Count up the lines below containing the word "Serialize", and give the result with no other words.

MATERIAL FOR THIS TASK:
====
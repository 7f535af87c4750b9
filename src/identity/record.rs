//! The tracked-person record and its read-only projections.

use std::collections::BTreeMap;

use chrono::{DateTime, Utc};
use ndarray::Array1;
use serde::{Deserialize, Serialize};

use crate::analysis::PluginResult;
use crate::identity::samples::{Sample, SampleBuffer};
use crate::identity::state::IdentityState;
use crate::tracker::{Keypoint, Rect};

/// Geometry attached to an identity for the current frame only.
#[derive(Debug, Clone, Default, PartialEq)]
pub struct IdentityBoxes {
    pub face: Option<Rect>,
    pub body: Option<Rect>,
    pub pose: Option<Rect>,
    pub keypoints: Vec<Keypoint>,
}

/// Read-only view of an identity handed to plugins.
#[derive(Debug, Clone, PartialEq)]
pub struct IdentitySnapshot {
    pub id: u64,
    pub display_name: Option<String>,
    pub plugin_results: BTreeMap<String, PluginResult>,
}

/// Persistable projection of an identity.
#[derive(Debug, Clone, PartialEq, Serialize, Deserialize)]
pub struct IdentityRecord {
    pub id: u64,
    pub display_name: Option<String>,
    pub samples: Vec<Sample>,
    pub sample_count: u64,
    pub created_at: DateTime<Utc>,
    pub last_seen_at: DateTime<Utc>,
    #[serde(default)]
    pub plugin_results: BTreeMap<String, PluginResult>,
}

/// Two merged identities carried different operator-assigned names.
#[derive(Debug, Clone, PartialEq, Eq)]
pub struct MergeConflict {
    pub kept_name: String,
    pub discarded_name: String,
}

/// A persistent record representing one tracked person across frames.
#[derive(Debug, Clone)]
pub struct Identity {
    id: u64,
    display_name: Option<String>,
    samples: SampleBuffer,
    sample_count: u64,
    state: IdentityState,
    missed_frames: u32,
    created_at: DateTime<Utc>,
    last_seen_at: DateTime<Utc>,
    is_visible: bool,
    boxes: IdentityBoxes,
    last_match_distance: Option<f32>,
    plugin_results: BTreeMap<String, PluginResult>,
    plugin_last_run: BTreeMap<String, DateTime<Utc>>,
}

impl Identity {
    /// A freshly promoted identity, visible in the frame that created it.
    pub(crate) fn new(
        id: u64,
        samples: SampleBuffer,
        sample_count: u64,
        now: DateTime<Utc>,
    ) -> Self {
        Self {
            id,
            display_name: None,
            samples,
            sample_count,
            state: IdentityState::Confirmed,
            missed_frames: 0,
            created_at: now,
            last_seen_at: now,
            is_visible: true,
            boxes: IdentityBoxes::default(),
            last_match_distance: None,
            plugin_results: BTreeMap::new(),
            plugin_last_run: BTreeMap::new(),
        }
    }

    /// Restore an identity loaded from storage. It starts out lost.
    pub(crate) fn from_record(record: IdentityRecord, max_samples: usize) -> Self {
        let samples = SampleBuffer::from_samples(max_samples, record.samples);
        Self {
            id: record.id,
            display_name: record.display_name,
            sample_count: record.sample_count.max(samples.len() as u64),
            samples,
            state: IdentityState::Lost,
            missed_frames: 0,
            created_at: record.created_at,
            last_seen_at: record.last_seen_at,
            is_visible: false,
            boxes: IdentityBoxes::default(),
            last_match_distance: None,
            plugin_results: record.plugin_results,
            plugin_last_run: BTreeMap::new(),
        }
    }

    pub fn id(&self) -> u64 {
        self.id
    }

    pub fn display_name(&self) -> Option<&str> {
        self.display_name.as_deref()
    }

    pub fn state(&self) -> IdentityState {
        self.state
    }

    pub fn is_visible(&self) -> bool {
        self.is_visible
    }

    pub fn missed_frames(&self) -> u32 {
        self.missed_frames
    }

    pub fn sample_count(&self) -> u64 {
        self.sample_count
    }

    pub fn samples(&self) -> &SampleBuffer {
        &self.samples
    }

    /// Centroid of the retained embeddings, used for matching and duplicate
    /// comparison.
    pub fn representative(&self) -> &Array1<f32> {
        self.samples.centroid()
    }

    pub fn created_at(&self) -> DateTime<Utc> {
        self.created_at
    }

    pub fn last_seen_at(&self) -> DateTime<Utc> {
        self.last_seen_at
    }

    pub fn boxes(&self) -> &IdentityBoxes {
        &self.boxes
    }

    /// Weighted distance of this frame's match, if the identity was matched.
    pub fn last_match_distance(&self) -> Option<f32> {
        self.last_match_distance
    }

    /// Match confidence as a percentage, derived from the weighted distance.
    pub fn certainty(&self) -> Option<f32> {
        self.last_match_distance
            .map(|distance| ((1.0 - distance) * 100.0).clamp(0.0, 100.0))
    }

    pub fn plugin_results(&self) -> &BTreeMap<String, PluginResult> {
        &self.plugin_results
    }

    pub fn plugin_last_run(&self) -> &BTreeMap<String, DateTime<Utc>> {
        &self.plugin_last_run
    }

    pub fn snapshot(&self) -> IdentitySnapshot {
        IdentitySnapshot {
            id: self.id,
            display_name: self.display_name.clone(),
            plugin_results: self.plugin_results.clone(),
        }
    }

    pub fn to_record(&self) -> IdentityRecord {
        IdentityRecord {
            id: self.id,
            display_name: self.display_name.clone(),
            samples: self.samples.iter().cloned().collect(),
            sample_count: self.sample_count,
            created_at: self.created_at,
            last_seen_at: self.last_seen_at,
            plugin_results: self.plugin_results.clone(),
        }
    }

    pub(crate) fn set_display_name(&mut self, name: Option<String>) {
        self.display_name = name;
    }

    /// Clear per-frame data ahead of a new frame.
    pub(crate) fn begin_frame(&mut self) {
        self.is_visible = false;
        self.boxes = IdentityBoxes::default();
        self.last_match_distance = None;
    }

    /// Record a matched face detection for this frame.
    pub(crate) fn observe(&mut self, sample: Sample, face: Rect, distance: Option<f32>) {
        self.samples.push(sample);
        self.sample_count += 1;
        self.is_visible = true;
        self.boxes.face = Some(face);
        self.last_match_distance = distance;
    }

    /// Fold a whole candidate cluster into this identity.
    pub(crate) fn observe_many(&mut self, samples: Vec<Sample>, face: Rect, distance: f32) {
        self.sample_count += samples.len() as u64;
        self.samples.merge(samples);
        self.is_visible = true;
        self.boxes.face = Some(face);
        self.last_match_distance = Some(distance);
    }

    pub(crate) fn set_face_box(&mut self, face: Rect) {
        self.boxes.face = Some(face);
    }

    pub(crate) fn set_body_box(&mut self, body: Rect) {
        self.boxes.body = Some(body);
    }

    pub(crate) fn set_pose(&mut self, pose: Rect, keypoints: Vec<Keypoint>) {
        self.boxes.pose = Some(pose);
        self.boxes.keypoints = keypoints;
    }

    /// Matched this frame: back to confirmed with counters reset.
    /// Returns `true` when this was a re-identification of a lost identity.
    pub(crate) fn mark_matched(&mut self, now: DateTime<Utc>) -> bool {
        let recovered = self.state == IdentityState::Lost;
        self.state = IdentityState::Confirmed;
        self.missed_frames = 0;
        self.last_seen_at = now;
        recovered
    }

    /// Not matched this frame. Returns the state after the miss.
    pub(crate) fn mark_missed(&mut self, max_missed_frames: u32) -> IdentityState {
        self.missed_frames += 1;
        self.is_visible = false;
        self.state = if self.missed_frames > max_missed_frames {
            IdentityState::Retired
        } else {
            IdentityState::Lost
        };
        self.state
    }

    pub(crate) fn record_plugin_result(
        &mut self,
        plugin: &str,
        result: PluginResult,
        ran_at: Option<DateTime<Utc>>,
    ) {
        if let Some(ran_at) = ran_at {
            self.plugin_last_run.insert(plugin.to_string(), ran_at);
        }
        self.plugin_results.insert(plugin.to_string(), result);
    }

    pub(crate) fn forget_plugin(&mut self, plugin: &str) {
        self.plugin_results.remove(plugin);
        self.plugin_last_run.remove(plugin);
    }

    /// Drop results produced before `cutoff`. Returns how many were removed.
    pub(crate) fn retain_results_since(&mut self, cutoff: DateTime<Utc>) -> usize {
        let before = self.plugin_results.len();
        self.plugin_results
            .retain(|_, result| result.produced_at >= cutoff);
        before - self.plugin_results.len()
    }

    /// Absorb a duplicate identity into this one.
    pub(crate) fn absorb(&mut self, other: Identity) -> Option<MergeConflict> {
        let conflict = match (&self.display_name, other.display_name) {
            (Some(kept), Some(discarded)) if *kept != discarded => Some(MergeConflict {
                kept_name: kept.clone(),
                discarded_name: discarded,
            }),
            (None, Some(name)) => {
                self.display_name = Some(name);
                None
            }
            _ => None,
        };

        self.samples.merge(other.samples.into_samples());
        self.sample_count += other.sample_count;

        for (plugin, result) in other.plugin_results {
            let newer = self
                .plugin_results
                .get(&plugin)
                .is_none_or(|current| result.produced_at > current.produced_at);
            if newer {
                self.plugin_results.insert(plugin, result);
            }
        }
        for (plugin, ran_at) in other.plugin_last_run {
            let entry = self.plugin_last_run.entry(plugin).or_insert(ran_at);
            if ran_at > *entry {
                *entry = ran_at;
            }
        }

        if other.is_visible && !self.is_visible {
            self.is_visible = true;
            self.boxes = other.boxes;
            self.last_match_distance = other.last_match_distance;
        }
        if other.state == IdentityState::Confirmed {
            self.state = IdentityState::Confirmed;
        }
        self.missed_frames = self.missed_frames.min(other.missed_frames);
        self.created_at = self.created_at.min(other.created_at);
        self.last_seen_at = self.last_seen_at.max(other.last_seen_at);

        conflict
    }
}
====
ANSWER TO THE EXERCISE:
2